(Working data begins)

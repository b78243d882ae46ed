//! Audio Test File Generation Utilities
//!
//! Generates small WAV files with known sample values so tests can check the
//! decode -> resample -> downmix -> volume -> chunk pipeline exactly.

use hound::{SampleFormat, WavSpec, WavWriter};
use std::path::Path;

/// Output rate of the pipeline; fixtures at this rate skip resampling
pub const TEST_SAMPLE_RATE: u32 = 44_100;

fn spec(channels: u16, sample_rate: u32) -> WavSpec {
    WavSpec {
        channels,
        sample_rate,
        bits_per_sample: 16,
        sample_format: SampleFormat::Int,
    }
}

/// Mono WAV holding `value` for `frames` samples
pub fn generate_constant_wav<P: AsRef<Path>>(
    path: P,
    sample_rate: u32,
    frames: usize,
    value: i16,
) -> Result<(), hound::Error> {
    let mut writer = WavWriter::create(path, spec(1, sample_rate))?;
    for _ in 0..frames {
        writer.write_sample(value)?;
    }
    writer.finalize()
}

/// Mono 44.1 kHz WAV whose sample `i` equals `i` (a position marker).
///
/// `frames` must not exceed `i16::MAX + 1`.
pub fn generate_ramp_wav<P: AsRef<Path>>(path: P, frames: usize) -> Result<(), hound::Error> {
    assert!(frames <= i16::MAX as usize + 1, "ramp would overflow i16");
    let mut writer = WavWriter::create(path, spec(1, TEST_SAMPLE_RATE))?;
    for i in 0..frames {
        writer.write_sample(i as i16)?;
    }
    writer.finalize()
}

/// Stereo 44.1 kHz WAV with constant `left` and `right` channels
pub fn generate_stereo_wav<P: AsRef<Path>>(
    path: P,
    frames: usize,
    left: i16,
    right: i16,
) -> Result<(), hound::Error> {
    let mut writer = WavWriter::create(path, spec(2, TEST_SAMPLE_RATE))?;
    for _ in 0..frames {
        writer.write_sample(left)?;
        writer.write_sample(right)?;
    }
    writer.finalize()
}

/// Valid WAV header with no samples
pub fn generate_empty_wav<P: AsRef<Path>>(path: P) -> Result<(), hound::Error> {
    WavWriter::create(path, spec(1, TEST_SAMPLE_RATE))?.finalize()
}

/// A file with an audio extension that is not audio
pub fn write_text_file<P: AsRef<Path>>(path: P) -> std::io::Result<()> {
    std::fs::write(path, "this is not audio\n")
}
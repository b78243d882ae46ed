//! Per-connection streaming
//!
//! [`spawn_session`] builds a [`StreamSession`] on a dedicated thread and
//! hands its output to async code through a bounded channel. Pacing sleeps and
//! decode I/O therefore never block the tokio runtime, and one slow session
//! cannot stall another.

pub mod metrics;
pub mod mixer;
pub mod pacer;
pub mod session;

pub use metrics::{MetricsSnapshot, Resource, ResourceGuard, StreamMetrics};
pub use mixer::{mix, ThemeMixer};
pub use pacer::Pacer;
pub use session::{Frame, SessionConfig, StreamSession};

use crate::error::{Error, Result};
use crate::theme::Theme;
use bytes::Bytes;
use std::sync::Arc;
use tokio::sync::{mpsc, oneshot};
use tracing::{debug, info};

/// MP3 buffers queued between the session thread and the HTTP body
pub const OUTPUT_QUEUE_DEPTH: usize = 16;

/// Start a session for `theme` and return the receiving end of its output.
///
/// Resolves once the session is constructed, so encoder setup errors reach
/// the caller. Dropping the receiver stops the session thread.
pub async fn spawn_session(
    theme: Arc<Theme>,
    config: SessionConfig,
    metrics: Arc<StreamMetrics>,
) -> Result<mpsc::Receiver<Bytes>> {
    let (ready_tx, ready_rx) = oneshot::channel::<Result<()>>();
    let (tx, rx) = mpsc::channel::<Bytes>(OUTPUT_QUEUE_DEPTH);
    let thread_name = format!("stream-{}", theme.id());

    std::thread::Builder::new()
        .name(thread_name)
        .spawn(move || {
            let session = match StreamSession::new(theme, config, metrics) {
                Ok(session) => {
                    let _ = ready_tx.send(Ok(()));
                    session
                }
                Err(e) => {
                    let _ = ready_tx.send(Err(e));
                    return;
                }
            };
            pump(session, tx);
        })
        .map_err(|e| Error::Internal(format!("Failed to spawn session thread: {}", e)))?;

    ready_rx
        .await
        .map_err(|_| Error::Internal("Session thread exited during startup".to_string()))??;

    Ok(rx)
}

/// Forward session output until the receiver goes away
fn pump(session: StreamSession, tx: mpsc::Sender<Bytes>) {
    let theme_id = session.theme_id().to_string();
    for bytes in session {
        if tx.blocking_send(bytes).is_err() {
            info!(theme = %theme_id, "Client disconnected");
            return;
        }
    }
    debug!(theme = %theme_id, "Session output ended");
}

(Working data ends)
(Working data begins)

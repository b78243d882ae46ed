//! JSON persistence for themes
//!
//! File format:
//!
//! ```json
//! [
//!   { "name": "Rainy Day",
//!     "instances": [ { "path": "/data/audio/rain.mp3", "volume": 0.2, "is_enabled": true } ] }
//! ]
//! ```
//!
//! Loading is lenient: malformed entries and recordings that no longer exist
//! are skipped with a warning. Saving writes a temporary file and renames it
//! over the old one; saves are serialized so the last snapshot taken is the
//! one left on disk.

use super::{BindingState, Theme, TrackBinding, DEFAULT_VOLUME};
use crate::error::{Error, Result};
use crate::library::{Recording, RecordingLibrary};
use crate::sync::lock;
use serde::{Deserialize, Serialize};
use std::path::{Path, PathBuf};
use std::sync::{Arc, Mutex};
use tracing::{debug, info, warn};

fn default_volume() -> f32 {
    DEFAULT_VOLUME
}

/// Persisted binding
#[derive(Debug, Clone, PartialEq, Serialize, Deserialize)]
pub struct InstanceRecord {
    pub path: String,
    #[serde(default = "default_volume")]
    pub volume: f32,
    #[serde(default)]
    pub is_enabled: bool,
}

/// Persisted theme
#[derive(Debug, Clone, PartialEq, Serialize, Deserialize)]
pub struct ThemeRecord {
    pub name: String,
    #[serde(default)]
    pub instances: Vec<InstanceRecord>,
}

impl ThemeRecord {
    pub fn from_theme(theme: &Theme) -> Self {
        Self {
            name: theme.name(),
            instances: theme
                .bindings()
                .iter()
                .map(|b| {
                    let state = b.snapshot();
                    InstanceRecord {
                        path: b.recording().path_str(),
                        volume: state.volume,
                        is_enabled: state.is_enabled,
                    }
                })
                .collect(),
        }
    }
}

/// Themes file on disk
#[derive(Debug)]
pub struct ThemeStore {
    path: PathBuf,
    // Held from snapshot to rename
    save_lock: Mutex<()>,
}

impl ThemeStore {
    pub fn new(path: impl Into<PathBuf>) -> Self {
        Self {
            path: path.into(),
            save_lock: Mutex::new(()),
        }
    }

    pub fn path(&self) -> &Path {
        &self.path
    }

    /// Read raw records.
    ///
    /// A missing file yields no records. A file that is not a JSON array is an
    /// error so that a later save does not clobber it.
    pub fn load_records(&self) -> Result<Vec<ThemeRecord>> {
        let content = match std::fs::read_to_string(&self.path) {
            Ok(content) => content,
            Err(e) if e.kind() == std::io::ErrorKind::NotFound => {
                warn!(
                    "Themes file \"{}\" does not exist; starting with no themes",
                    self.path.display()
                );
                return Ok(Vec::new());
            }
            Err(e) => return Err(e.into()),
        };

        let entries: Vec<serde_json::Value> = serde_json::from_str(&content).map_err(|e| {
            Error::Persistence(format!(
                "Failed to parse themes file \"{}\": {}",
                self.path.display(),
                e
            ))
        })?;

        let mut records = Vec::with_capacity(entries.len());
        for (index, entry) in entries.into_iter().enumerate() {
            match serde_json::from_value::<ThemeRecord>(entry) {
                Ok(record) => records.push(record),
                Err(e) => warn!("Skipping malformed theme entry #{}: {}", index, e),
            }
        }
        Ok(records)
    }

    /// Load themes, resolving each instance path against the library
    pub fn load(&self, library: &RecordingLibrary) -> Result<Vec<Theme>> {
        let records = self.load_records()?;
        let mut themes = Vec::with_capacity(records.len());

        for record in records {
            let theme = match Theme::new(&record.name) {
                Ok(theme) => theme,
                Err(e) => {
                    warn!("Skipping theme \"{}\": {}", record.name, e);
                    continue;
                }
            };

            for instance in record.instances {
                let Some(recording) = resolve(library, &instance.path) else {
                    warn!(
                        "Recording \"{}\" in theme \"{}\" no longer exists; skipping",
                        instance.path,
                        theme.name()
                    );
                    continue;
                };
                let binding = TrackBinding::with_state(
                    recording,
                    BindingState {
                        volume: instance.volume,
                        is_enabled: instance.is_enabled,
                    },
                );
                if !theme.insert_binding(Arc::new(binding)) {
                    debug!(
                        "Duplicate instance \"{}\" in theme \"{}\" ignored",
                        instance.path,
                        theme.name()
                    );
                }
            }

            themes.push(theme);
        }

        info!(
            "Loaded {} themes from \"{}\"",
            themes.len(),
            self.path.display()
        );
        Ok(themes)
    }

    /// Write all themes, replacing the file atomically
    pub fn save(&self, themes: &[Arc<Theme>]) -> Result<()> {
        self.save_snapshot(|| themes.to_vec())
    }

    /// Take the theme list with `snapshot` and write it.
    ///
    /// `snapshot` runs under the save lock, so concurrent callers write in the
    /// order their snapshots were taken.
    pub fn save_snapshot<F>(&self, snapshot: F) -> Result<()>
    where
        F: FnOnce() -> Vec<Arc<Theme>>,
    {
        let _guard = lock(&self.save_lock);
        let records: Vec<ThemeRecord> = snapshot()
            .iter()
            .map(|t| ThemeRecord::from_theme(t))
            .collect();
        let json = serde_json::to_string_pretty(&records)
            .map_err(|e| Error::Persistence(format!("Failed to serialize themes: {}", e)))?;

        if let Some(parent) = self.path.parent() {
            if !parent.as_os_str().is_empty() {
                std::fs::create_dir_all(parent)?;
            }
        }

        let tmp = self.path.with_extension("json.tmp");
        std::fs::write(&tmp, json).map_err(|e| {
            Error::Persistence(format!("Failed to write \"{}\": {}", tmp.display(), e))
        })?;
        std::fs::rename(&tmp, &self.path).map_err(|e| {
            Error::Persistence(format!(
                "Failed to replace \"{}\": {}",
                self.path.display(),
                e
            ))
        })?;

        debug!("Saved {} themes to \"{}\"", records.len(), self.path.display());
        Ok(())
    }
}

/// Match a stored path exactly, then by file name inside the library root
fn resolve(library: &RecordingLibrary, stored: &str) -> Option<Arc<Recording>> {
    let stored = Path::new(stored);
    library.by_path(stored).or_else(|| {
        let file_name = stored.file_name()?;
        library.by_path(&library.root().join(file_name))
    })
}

(Working data ends)
(Working data begins)

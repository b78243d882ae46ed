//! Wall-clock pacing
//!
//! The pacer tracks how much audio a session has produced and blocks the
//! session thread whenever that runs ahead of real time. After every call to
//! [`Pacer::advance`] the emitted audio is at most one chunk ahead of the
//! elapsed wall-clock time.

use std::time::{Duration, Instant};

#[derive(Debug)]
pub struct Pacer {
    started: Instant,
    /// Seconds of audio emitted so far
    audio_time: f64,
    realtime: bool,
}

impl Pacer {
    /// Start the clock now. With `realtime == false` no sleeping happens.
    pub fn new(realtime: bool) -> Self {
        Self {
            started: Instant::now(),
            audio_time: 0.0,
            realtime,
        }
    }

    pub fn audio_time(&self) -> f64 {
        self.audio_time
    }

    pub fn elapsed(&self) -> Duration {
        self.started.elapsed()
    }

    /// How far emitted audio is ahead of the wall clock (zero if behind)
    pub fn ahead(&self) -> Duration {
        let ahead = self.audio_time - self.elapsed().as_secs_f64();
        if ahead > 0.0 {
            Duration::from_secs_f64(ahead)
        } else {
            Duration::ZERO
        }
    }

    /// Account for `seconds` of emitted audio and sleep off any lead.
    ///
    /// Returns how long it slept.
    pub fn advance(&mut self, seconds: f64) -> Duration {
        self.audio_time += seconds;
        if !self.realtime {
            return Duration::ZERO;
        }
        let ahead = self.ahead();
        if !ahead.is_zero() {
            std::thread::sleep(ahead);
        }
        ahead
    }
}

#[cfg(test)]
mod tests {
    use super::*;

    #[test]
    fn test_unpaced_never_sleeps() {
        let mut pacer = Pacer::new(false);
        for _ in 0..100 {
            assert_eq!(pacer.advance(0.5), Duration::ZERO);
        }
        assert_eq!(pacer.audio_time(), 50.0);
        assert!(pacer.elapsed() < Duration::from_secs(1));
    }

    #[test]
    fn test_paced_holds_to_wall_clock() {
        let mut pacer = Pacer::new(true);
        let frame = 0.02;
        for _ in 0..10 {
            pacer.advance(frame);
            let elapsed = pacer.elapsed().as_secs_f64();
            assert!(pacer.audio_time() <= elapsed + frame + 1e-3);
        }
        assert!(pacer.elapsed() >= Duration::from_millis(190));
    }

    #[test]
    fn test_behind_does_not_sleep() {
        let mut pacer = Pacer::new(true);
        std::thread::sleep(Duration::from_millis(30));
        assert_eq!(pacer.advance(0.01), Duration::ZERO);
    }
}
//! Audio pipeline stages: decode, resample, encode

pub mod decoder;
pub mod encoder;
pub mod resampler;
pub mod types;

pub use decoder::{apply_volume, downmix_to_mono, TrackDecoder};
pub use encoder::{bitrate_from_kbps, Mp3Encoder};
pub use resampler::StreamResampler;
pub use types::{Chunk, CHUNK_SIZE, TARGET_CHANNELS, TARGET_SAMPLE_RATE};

(Working data ends)

▶ _Goal of the exercise_: Where in the records does the word "Duration" appear? Copy each line that holds it.

▶ _Expected output_:
use std::time::{Duration, Instant};
    pub fn elapsed(&self) -> Duration {
    pub fn ahead(&self) -> Duration {
            Duration::from_secs_f64(ahead)
            Duration::ZERO
    pub fn advance(&mut self, seconds: f64) -> Duration {
            return Duration::ZERO;
            assert_eq!(pacer.advance(0.5), Duration::ZERO);
        assert!(pacer.elapsed() < Duration::from_secs(1));
        assert!(pacer.elapsed() >= Duration::from_millis(190));
        std::thread::sleep(Duration::from_millis(30));
        assert_eq!(pacer.advance(0.01), Duration::ZERO);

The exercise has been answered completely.